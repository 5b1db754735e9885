//! 值方法白名单
//!
//! 只开放无副作用的字符串 / 映射 / 列表方法。
//! 不在白名单内的名称返回 `None`, 由调用方按属性访问处理。

use std::collections::BTreeMap;

use super::{ExecutionError, ExecutionResult};
use crate::dsl::functions::CallArgs;
use crate::dsl::value::Value;

pub(super) fn call_method(
    target: &Value,
    name: &str,
    args: &CallArgs,
) -> Option<ExecutionResult<Value>> {
    match target {
        Value::String(s) => string_method(s, name, args),
        Value::Map(map) => map_method(map, name, args),
        Value::Resource(resource) => map_method(resource.raw(), name, args),
        Value::List(items) => list_method(items, name, args),
        _ => None,
    }
}

fn string_method(s: &str, name: &str, args: &CallArgs) -> Option<ExecutionResult<Value>> {
    let result = match name {
        "lower" => Ok(Value::from(s.to_lowercase())),
        "upper" => Ok(Value::from(s.to_uppercase())),
        "strip" => strip(s, args, Side::Both),
        "lstrip" => strip(s, args, Side::Start),
        "rstrip" => strip(s, args, Side::End),
        "startswith" => affix(s, args, name, |s, p| s.starts_with(p)),
        "endswith" => affix(s, args, name, |s, p| s.ends_with(p)),
        "split" => split(s, args),
        "replace" => replace(s, args),
        "title" => Ok(Value::from(title(s))),
        "capitalize" => {
            let mut chars = s.chars();
            Ok(Value::from(match chars.next() {
                Some(first) => first.to_uppercase().chain(chars.flat_map(char::to_lowercase)).collect(),
                None => String::new(),
            }))
        }
        "count" => string_arg(args, name, 0).map(|sub| {
            if sub.is_empty() {
                Value::Integer(s.chars().count() as i64 + 1)
            } else {
                Value::Integer(s.matches(sub.as_str()).count() as i64)
            }
        }),
        "find" => string_arg(args, name, 0).map(|sub| {
            Value::Integer(
                s.find(sub.as_str())
                    .map(|byte| s[..byte].chars().count() as i64)
                    .unwrap_or(-1),
            )
        }),
        "join" => args
            .required(0, name)
            .and_then(|v| v.iterate())
            .and_then(|items| {
                items
                    .into_iter()
                    .map(|item| match item {
                        Value::String(part) => Ok(part),
                        other => Err(ExecutionError::TypeError(format!(
                            "sequence item: expected str instance, {} found",
                            other.type_name()
                        ))),
                    })
                    .collect::<ExecutionResult<Vec<_>>>()
            })
            .map(|parts| Value::from(parts.join(s))),
        "isdigit" => Ok(Value::Boolean(!s.is_empty() && s.chars().all(|c| c.is_ascii_digit()))),
        "zfill" => args.required(0, name).and_then(|width| {
            let width = width.as_i64().unwrap_or(0).max(0) as usize;
            let len = s.chars().count();
            if len >= width {
                return Ok(Value::from(s));
            }
            let padding = "0".repeat(width - len);
            Ok(Value::from(match s.strip_prefix(['-', '+']) {
                Some(rest) => format!("{}{}{}", &s[..1], padding, rest),
                None => format!("{}{}", padding, s),
            }))
        }),
        _ => return None,
    };
    Some(result)
}

fn map_method(
    map: &BTreeMap<String, Value>,
    name: &str,
    args: &CallArgs,
) -> Option<ExecutionResult<Value>> {
    let result = match name {
        "get" => args.required(0, name).map(|key| {
            key.as_str()
                .and_then(|k| map.get(k))
                .cloned()
                .unwrap_or_else(|| args.arg(1).cloned().unwrap_or(Value::Null))
        }),
        "keys" => Ok(Value::List(map.keys().cloned().map(Value::String).collect())),
        "values" => Ok(Value::List(map.values().cloned().collect())),
        "items" => Ok(Value::List(
            map.iter()
                .map(|(k, v)| Value::List(vec![Value::String(k.clone()), v.clone()]))
                .collect(),
        )),
        _ => return None,
    };
    Some(result)
}

fn list_method(items: &[Value], name: &str, args: &CallArgs) -> Option<ExecutionResult<Value>> {
    let result = match name {
        "count" => args
            .required(0, name)
            .map(|needle| Value::Integer(items.iter().filter(|v| v.py_eq(needle)).count() as i64)),
        "index" => args.required(0, name).and_then(|needle| {
            items
                .iter()
                .position(|v| v.py_eq(needle))
                .map(|i| Value::Integer(i as i64))
                .ok_or_else(|| {
                    ExecutionError::ValueError(format!("{} is not in list", needle.repr()))
                })
        }),
        _ => return None,
    };
    Some(result)
}

// ═══════════════════════════════════════════════════════════════════════════
// 辅助函数
// ═══════════════════════════════════════════════════════════════════════════

fn string_arg(args: &CallArgs, method: &str, index: usize) -> ExecutionResult<String> {
    match args.required(index, method)? {
        Value::String(s) => Ok(s.clone()),
        other => Err(ExecutionError::TypeError(format!(
            "{}() argument must be str, not {}",
            method,
            other.type_name()
        ))),
    }
}

#[derive(Clone, Copy)]
enum Side {
    Both,
    Start,
    End,
}

fn strip(s: &str, args: &CallArgs, side: Side) -> ExecutionResult<Value> {
    let stripped = match args.arg(0) {
        None | Some(Value::Null) => match side {
            Side::Both => s.trim(),
            Side::Start => s.trim_start(),
            Side::End => s.trim_end(),
        },
        Some(Value::String(chars)) => {
            let chars: Vec<char> = chars.chars().collect();
            let set = chars.as_slice();
            match side {
                Side::Both => s.trim_matches(set),
                Side::Start => s.trim_start_matches(set),
                Side::End => s.trim_end_matches(set),
            }
        }
        Some(other) => {
            return Err(ExecutionError::TypeError(format!(
                "strip arg must be None or str, not {}",
                other.type_name()
            )))
        }
    };
    Ok(Value::from(stripped))
}

fn affix(
    s: &str,
    args: &CallArgs,
    method: &str,
    test: impl Fn(&str, &str) -> bool,
) -> ExecutionResult<Value> {
    let candidates = match args.required(0, method)? {
        Value::String(p) => vec![p.clone()],
        Value::List(items) => items
            .iter()
            .map(|v| v.as_str().map(str::to_string))
            .collect::<Option<Vec<_>>>()
            .ok_or_else(|| {
                ExecutionError::TypeError(format!("{} first arg must be str or a tuple of str", method))
            })?,
        other => {
            return Err(ExecutionError::TypeError(format!(
                "{} first arg must be str or a tuple of str, not {}",
                method,
                other.type_name()
            )))
        }
    };
    Ok(Value::Boolean(candidates.iter().any(|p| test(s, p))))
}

fn split(s: &str, args: &CallArgs) -> ExecutionResult<Value> {
    let sep = args.arg(0).or_else(|| args.keyword("sep")).cloned().unwrap_or(Value::Null);
    let max_split = args
        .arg(1)
        .or_else(|| args.keyword("maxsplit"))
        .and_then(Value::as_i64)
        .unwrap_or(-1);

    let parts: Vec<String> = match sep {
        Value::Null => {
            let words = s.split_whitespace().map(str::to_string);
            if max_split < 0 {
                words.collect()
            } else {
                let mut out: Vec<String> = Vec::new();
                let mut rest = s.trim_start();
                while !rest.is_empty() && (out.len() as i64) < max_split {
                    let end = rest.find(char::is_whitespace).unwrap_or(rest.len());
                    out.push(rest[..end].to_string());
                    rest = rest[end..].trim_start();
                }
                if !rest.is_empty() {
                    out.push(rest.to_string());
                }
                out
            }
        }
        Value::String(sep) if sep.is_empty() => {
            return Err(ExecutionError::ValueError("empty separator".into()))
        }
        Value::String(sep) => {
            if max_split < 0 {
                s.split(sep.as_str()).map(str::to_string).collect()
            } else {
                s.splitn(max_split as usize + 1, sep.as_str())
                    .map(str::to_string)
                    .collect()
            }
        }
        other => {
            return Err(ExecutionError::TypeError(format!(
                "must be str or None, not {}",
                other.type_name()
            )))
        }
    };
    Ok(Value::List(parts.into_iter().map(Value::String).collect()))
}

fn replace(s: &str, args: &CallArgs) -> ExecutionResult<Value> {
    let old = string_arg(args, "replace", 0)?;
    let new = string_arg(args, "replace", 1)?;
    match args.arg(2).and_then(Value::as_i64) {
        Some(count) if count >= 0 => Ok(Value::from(s.replacen(old.as_str(), &new, count as usize))),
        _ => Ok(Value::from(s.replace(old.as_str(), &new))),
    }
}

fn title(s: &str) -> String {
    let mut out = String::with_capacity(s.len());
    let mut previous_cased = false;
    for c in s.chars() {
        if c.is_alphabetic() {
            if previous_cased {
                out.extend(c.to_lowercase());
            } else {
                out.extend(c.to_uppercase());
            }
            previous_cased = true;
        } else {
            out.push(c);
            previous_cased = false;
        }
    }
    out
}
*-*-*
## WHAT TO DO
Give the number of lines above in which the word "chars" appears, and nothing more.

## YOUR SOLUTION
11